• _Work order_
Go through the material and pull out every line with the string "backend" in it.

• _Records to use_

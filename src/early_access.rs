//! Early-access registration: wire types and input validation.
//!
//! The actual POST lives in `chirp_web`; this half is pure so the rules can
//! be tested natively. Field names follow the backend's camelCase wire
//! format.

use serde::{Deserialize, Serialize};
use thiserror::Error;

#[derive(Debug, Clone, PartialEq, Eq, Serialize, Deserialize)]
pub struct RegistrationRequest {
    pub name: String,
    pub email: String,
}

#[derive(Debug, Clone, Default, PartialEq, Eq, Serialize, Deserialize)]
#[serde(rename_all = "camelCase")]
pub struct RegistrationResponse {
    pub success: bool,
    #[serde(default, skip_serializing_if = "Option::is_none")]
    pub message: Option<String>,
    #[serde(default, skip_serializing_if = "Option::is_none")]
    pub user_id: Option<String>,
    #[serde(default, skip_serializing_if = "Option::is_none")]
    pub error: Option<String>,
    #[serde(default, skip_serializing_if = "Option::is_none")]
    pub warning: Option<String>,
    /// Seconds to wait before retrying, when the backend rate-limits.
    #[serde(default, skip_serializing_if = "Option::is_none")]
    pub retry_after: Option<u32>,
}

impl RegistrationResponse {
    pub fn failure(error: impl Into<String>) -> Self {
        Self {
            success: false,
            error: Some(error.into()),
            ..Self::default()
        }
    }
}

/// The messages are shown to the user verbatim.
#[derive(Debug, Clone, Copy, PartialEq, Eq, Error)]
pub enum ValidationError {
    #[error("Name and email are required")]
    MissingFields,
    #[error("Invalid email format")]
    InvalidEmail,
    #[error("Name must be between 2 and 100 characters")]
    NameLength,
}

/// Normalizes (trim, lowercase the email) and validates the form input.
pub fn validate_registration(
    name: &str,
    email: &str,
) -> Result<RegistrationRequest, ValidationError> {
    if name.is_empty() || email.is_empty() {
        return Err(ValidationError::MissingFields);
    }

    let name = name.trim();
    let email = email.trim().to_lowercase();

    if !email_looks_valid(&email) {
        return Err(ValidationError::InvalidEmail);
    }
    if name.len() < 2 || name.len() > 100 {
        return Err(ValidationError::NameLength);
    }

    Ok(RegistrationRequest {
        name: name.to_string(),
        email,
    })
}

/// Structural check only: one `@`, no whitespace, and a dot inside the
/// domain with characters on both sides. Deliverability is the backend's
/// problem.
fn email_looks_valid(email: &str) -> bool {
    if email.chars().any(char::is_whitespace) {
        return false;
    }
    let Some((local, domain)) = email.split_once('@') else {
        return false;
    };
    if local.is_empty() || domain.is_empty() || domain.contains('@') {
        return false;
    }
    match domain.find('.') {
        Some(i) => i > 0 && i < domain.len() - 1,
        None => false,
    }
}

#[cfg(test)]
mod tests {
    use super::*;

    #[test]
    fn accepts_and_normalizes_valid_input() {
        let req = validate_registration("  Ada Lovelace ", " Ada@Example.COM")
            .expect("input is valid");
        assert_eq!(req.name, "Ada Lovelace");
        assert_eq!(req.email, "ada@example.com");
    }

    #[test]
    fn empty_fields_are_rejected_first() {
        assert_eq!(
            validate_registration("", "ada@example.com"),
            Err(ValidationError::MissingFields)
        );
        assert_eq!(
            validate_registration("Ada", ""),
            Err(ValidationError::MissingFields)
        );
    }

    #[test]
    fn malformed_emails_are_rejected() {
        for email in [
            "plainaddress",
            "@example.com",
            "ada@",
            "ada@example",
            "ada@.com",
            "ada@example.",
            "ada@exa mple.com",
            "ada@@example.com",
        ] {
            assert_eq!(
                validate_registration("Ada", email),
                Err(ValidationError::InvalidEmail),
                "email {email:?}"
            );
        }
    }

    #[test]
    fn name_length_bounds() {
        assert_eq!(
            validate_registration("A", "ada@example.com"),
            Err(ValidationError::NameLength)
        );
        let long = "x".repeat(101);
        assert_eq!(
            validate_registration(&long, "ada@example.com"),
            Err(ValidationError::NameLength)
        );
        assert!(validate_registration(&"x".repeat(100), "ada@example.com").is_ok());
    }

    #[test]
    fn response_wire_format_is_camel_case() {
        let parsed: RegistrationResponse = serde_json::from_str(
            r#"{"success":false,"error":"Too many requests","retryAfter":30}"#,
        )
        .expect("valid json");
        assert!(!parsed.success);
        assert_eq!(parsed.retry_after, Some(30));
        assert_eq!(parsed.error.as_deref(), Some("Too many requests"));

        let round = serde_json::to_string(&parsed).expect("serializes");
        assert!(round.contains("retryAfter"));
        assert!(!round.contains("user_id"));
    }

    #[test]
    fn absent_optionals_default_to_none() {
        let parsed: RegistrationResponse =
            serde_json::from_str(r#"{"success":true}"#).expect("valid json");
        assert!(parsed.success);
        assert_eq!(parsed, RegistrationResponse {
            success: true,
            ..RegistrationResponse::default()
        });
    }
}
//! Route keys and URL matching.
//!
//! Every lazily-loadable UI module has one symbolic [`RouteKey`]. The set is
//! closed at build time: the loader table is constructed over
//! [`RouteKey::ALL`], so a key without a loader cannot exist at runtime.
//!
//! [`match_path`] selects over the registered pattern table. It is total: a
//! path that matches nothing yields the not-found chain instead of an error.

/// Symbolic identifier for a lazily-loadable UI module.
#[derive(Debug, Clone, Copy, PartialEq, Eq, Hash)]
pub enum RouteKey {
    Home,
    DashboardLayout,
    ProjectDetailLayout,
    Overview,
    Projects,
    ProjectFeedbacks,
    ProjectSettings,
    Settings,
    Subscription,
    DocsLayout,
    DocsOverview,
    DocsImplementation,
    NotFound,
    ServerError,
}

impl RouteKey {
    pub const ALL: [RouteKey; 14] = [
        RouteKey::Home,
        RouteKey::DashboardLayout,
        RouteKey::ProjectDetailLayout,
        RouteKey::Overview,
        RouteKey::Projects,
        RouteKey::ProjectFeedbacks,
        RouteKey::ProjectSettings,
        RouteKey::Settings,
        RouteKey::Subscription,
        RouteKey::DocsLayout,
        RouteKey::DocsOverview,
        RouteKey::DocsImplementation,
        RouteKey::NotFound,
        RouteKey::ServerError,
    ];

    pub fn label(self) -> &'static str {
        match self {
            RouteKey::Home => "home",
            RouteKey::DashboardLayout => "dashboard_layout",
            RouteKey::ProjectDetailLayout => "project_detail_layout",
            RouteKey::Overview => "overview",
            RouteKey::Projects => "projects",
            RouteKey::ProjectFeedbacks => "project_feedbacks",
            RouteKey::ProjectSettings => "project_settings",
            RouteKey::Settings => "settings",
            RouteKey::Subscription => "subscription",
            RouteKey::DocsLayout => "docs_layout",
            RouteKey::DocsOverview => "docs_overview",
            RouteKey::DocsImplementation => "docs_implementation",
            RouteKey::NotFound => "not_found",
            RouteKey::ServerError => "server_error",
        }
    }
}

/// One registered URL pattern.
///
/// `path` is the full pattern with `:name` parameter segments. `chain` lists
/// the modules to mount, layouts outermost-first with the page last; each
/// layout renders the next element into its outlet.
pub struct RouteDef {
    pub path: &'static str,
    pub chain: &'static [RouteKey],
    pub title: &'static str,
}

/// The registered pattern table. Literal patterns precede parameterized
/// ones so `/dashboard/projects` never captures as a project id.
pub const ROUTES: &[RouteDef] = &[
    RouteDef {
        path: "/",
        chain: &[RouteKey::Home],
        title: "Chirp — feedback where it happens",
    },
    RouteDef {
        path: "/dashboard",
        chain: &[RouteKey::DashboardLayout, RouteKey::Overview],
        title: "Overview · Chirp",
    },
    RouteDef {
        path: "/dashboard/projects",
        chain: &[RouteKey::DashboardLayout, RouteKey::Projects],
        title: "Projects · Chirp",
    },
    RouteDef {
        path: "/dashboard/projects/:project_id",
        chain: &[
            RouteKey::DashboardLayout,
            RouteKey::ProjectDetailLayout,
            RouteKey::ProjectFeedbacks,
        ],
        title: "Feedback · Chirp",
    },
    RouteDef {
        path: "/dashboard/projects/:project_id/settings",
        chain: &[
            RouteKey::DashboardLayout,
            RouteKey::ProjectDetailLayout,
            RouteKey::ProjectSettings,
        ],
        title: "Project settings · Chirp",
    },
    RouteDef {
        path: "/dashboard/subscription",
        chain: &[RouteKey::DashboardLayout, RouteKey::Subscription],
        title: "Subscription · Chirp",
    },
    RouteDef {
        path: "/dashboard/settings",
        chain: &[RouteKey::DashboardLayout, RouteKey::Settings],
        title: "Settings · Chirp",
    },
    RouteDef {
        path: "/docs",
        chain: &[RouteKey::DocsLayout, RouteKey::DocsOverview],
        title: "Docs · Chirp",
    },
    RouteDef {
        path: "/docs/overview",
        chain: &[RouteKey::DocsLayout, RouteKey::DocsOverview],
        title: "Docs · Chirp",
    },
    RouteDef {
        path: "/docs/implementation",
        chain: &[RouteKey::DocsLayout, RouteKey::DocsImplementation],
        title: "Implementation guide · Chirp",
    },
];

const NOT_FOUND: RouteDef = RouteDef {
    path: "*",
    chain: &[RouteKey::NotFound],
    title: "Page not found · Chirp",
};

/// Parameters captured from `:name` segments.
#[derive(Debug, Clone, Default, PartialEq, Eq)]
pub struct RouteParams {
    values: Vec<(&'static str, String)>,
}

impl RouteParams {
    pub fn get(&self, name: &str) -> Option<&str> {
        self.values
            .iter()
            .find(|(n, _)| *n == name)
            .map(|(_, v)| v.as_str())
    }

    pub fn is_empty(&self) -> bool {
        self.values.is_empty()
    }
}

/// Result of matching a concrete path against the pattern table.
#[derive(Debug, Clone, PartialEq, Eq)]
pub struct RouteMatch {
    pub chain: Vec<RouteKey>,
    pub params: RouteParams,
    pub title: &'static str,
}

/// Matches `path` against the registered patterns, first match wins.
///
/// Query string and fragment are ignored; empty segments (doubled or
/// trailing slashes) are tolerated. Unmatched paths resolve to the
/// not-found chain.
pub fn match_path(path: &str) -> RouteMatch {
    let segments = path_segments(path);

    for def in ROUTES {
        if let Some(params) = match_pattern(def.path, &segments) {
            return RouteMatch {
                chain: def.chain.to_vec(),
                params,
                title: def.title,
            };
        }
    }

    RouteMatch {
        chain: NOT_FOUND.chain.to_vec(),
        params: RouteParams::default(),
        title: NOT_FOUND.title,
    }
}

fn path_segments(path: &str) -> Vec<&str> {
    let path = path.split(['?', '#']).next().unwrap_or("");
    path.split('/').filter(|s| !s.is_empty()).collect()
}

fn match_pattern(pattern: &'static str, segments: &[&str]) -> Option<RouteParams> {
    let pattern_segments: Vec<&'static str> =
        pattern.split('/').filter(|s| !s.is_empty()).collect();

    if pattern_segments.len() != segments.len() {
        return None;
    }

    let mut params = RouteParams::default();
    for (pat, seg) in pattern_segments.iter().zip(segments) {
        match pat.strip_prefix(':') {
            Some(name) => params.values.push((name, (*seg).to_string())),
            None => {
                if pat != seg {
                    return None;
                }
            }
        }
    }
    Some(params)
}

#[cfg(test)]
mod tests {
    use super::*;

    #[test]
    fn root_matches_home() {
        let m = match_path("/");
        assert_eq!(m.chain, vec![RouteKey::Home]);
        assert!(m.params.is_empty());
    }

    #[test]
    fn dashboard_index_mounts_layout_then_overview() {
        let m = match_path("/dashboard");
        assert_eq!(m.chain, vec![RouteKey::DashboardLayout, RouteKey::Overview]);
    }

    #[test]
    fn project_detail_captures_id() {
        let m = match_path("/dashboard/projects/42");
        assert_eq!(
            m.chain,
            vec![
                RouteKey::DashboardLayout,
                RouteKey::ProjectDetailLayout,
                RouteKey::ProjectFeedbacks,
            ]
        );
        assert_eq!(m.params.get("project_id"), Some("42"));
    }

    #[test]
    fn project_settings_is_nested_under_both_layouts() {
        let m = match_path("/dashboard/projects/abc123/settings");
        assert_eq!(
            m.chain,
            vec![
                RouteKey::DashboardLayout,
                RouteKey::ProjectDetailLayout,
                RouteKey::ProjectSettings,
            ]
        );
        assert_eq!(m.params.get("project_id"), Some("abc123"));
    }

    #[test]
    fn literal_projects_segment_is_not_captured_as_id() {
        let m = match_path("/dashboard/projects");
        assert_eq!(m.chain, vec![RouteKey::DashboardLayout, RouteKey::Projects]);
        assert!(m.params.is_empty());
    }

    #[test]
    fn docs_index_and_overview_share_a_module() {
        assert_eq!(match_path("/docs").chain, match_path("/docs/overview").chain);
    }

    #[test]
    fn unmatched_path_resolves_to_not_found() {
        for path in ["/nope", "/dashboard/unknown", "/docs/missing/deep", "/projects"] {
            let m = match_path(path);
            assert_eq!(m.chain, vec![RouteKey::NotFound], "path {path:?}");
        }
    }

    #[test]
    fn trailing_and_doubled_slashes_are_tolerated() {
        assert_eq!(match_path("/dashboard/").chain, match_path("/dashboard").chain);
        assert_eq!(
            match_path("//dashboard//projects/").chain,
            match_path("/dashboard/projects").chain
        );
    }

    #[test]
    fn query_and_fragment_are_ignored() {
        let m = match_path("/dashboard/projects/7?tab=all#top");
        assert_eq!(m.params.get("project_id"), Some("7"));
    }

    #[test]
    fn every_chain_ends_in_a_page() {
        // Layout keys never terminate a chain; the last element is what the
        // innermost outlet mounts.
        for def in ROUTES {
            let last = *def.chain.last().expect("chain is never empty");
            assert!(
                !matches!(
                    last,
                    RouteKey::DashboardLayout
                        | RouteKey::ProjectDetailLayout
                        | RouteKey::DocsLayout
                ),
                "{} ends in a layout",
                def.path
            );
        }
    }
}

• _Exercise output_
//! be tested natively. Field names follow the backend's camelCase wire
    /// Seconds to wait before retrying, when the backend rate-limits.
/// domain with characters on both sides. Deliverability is the backend's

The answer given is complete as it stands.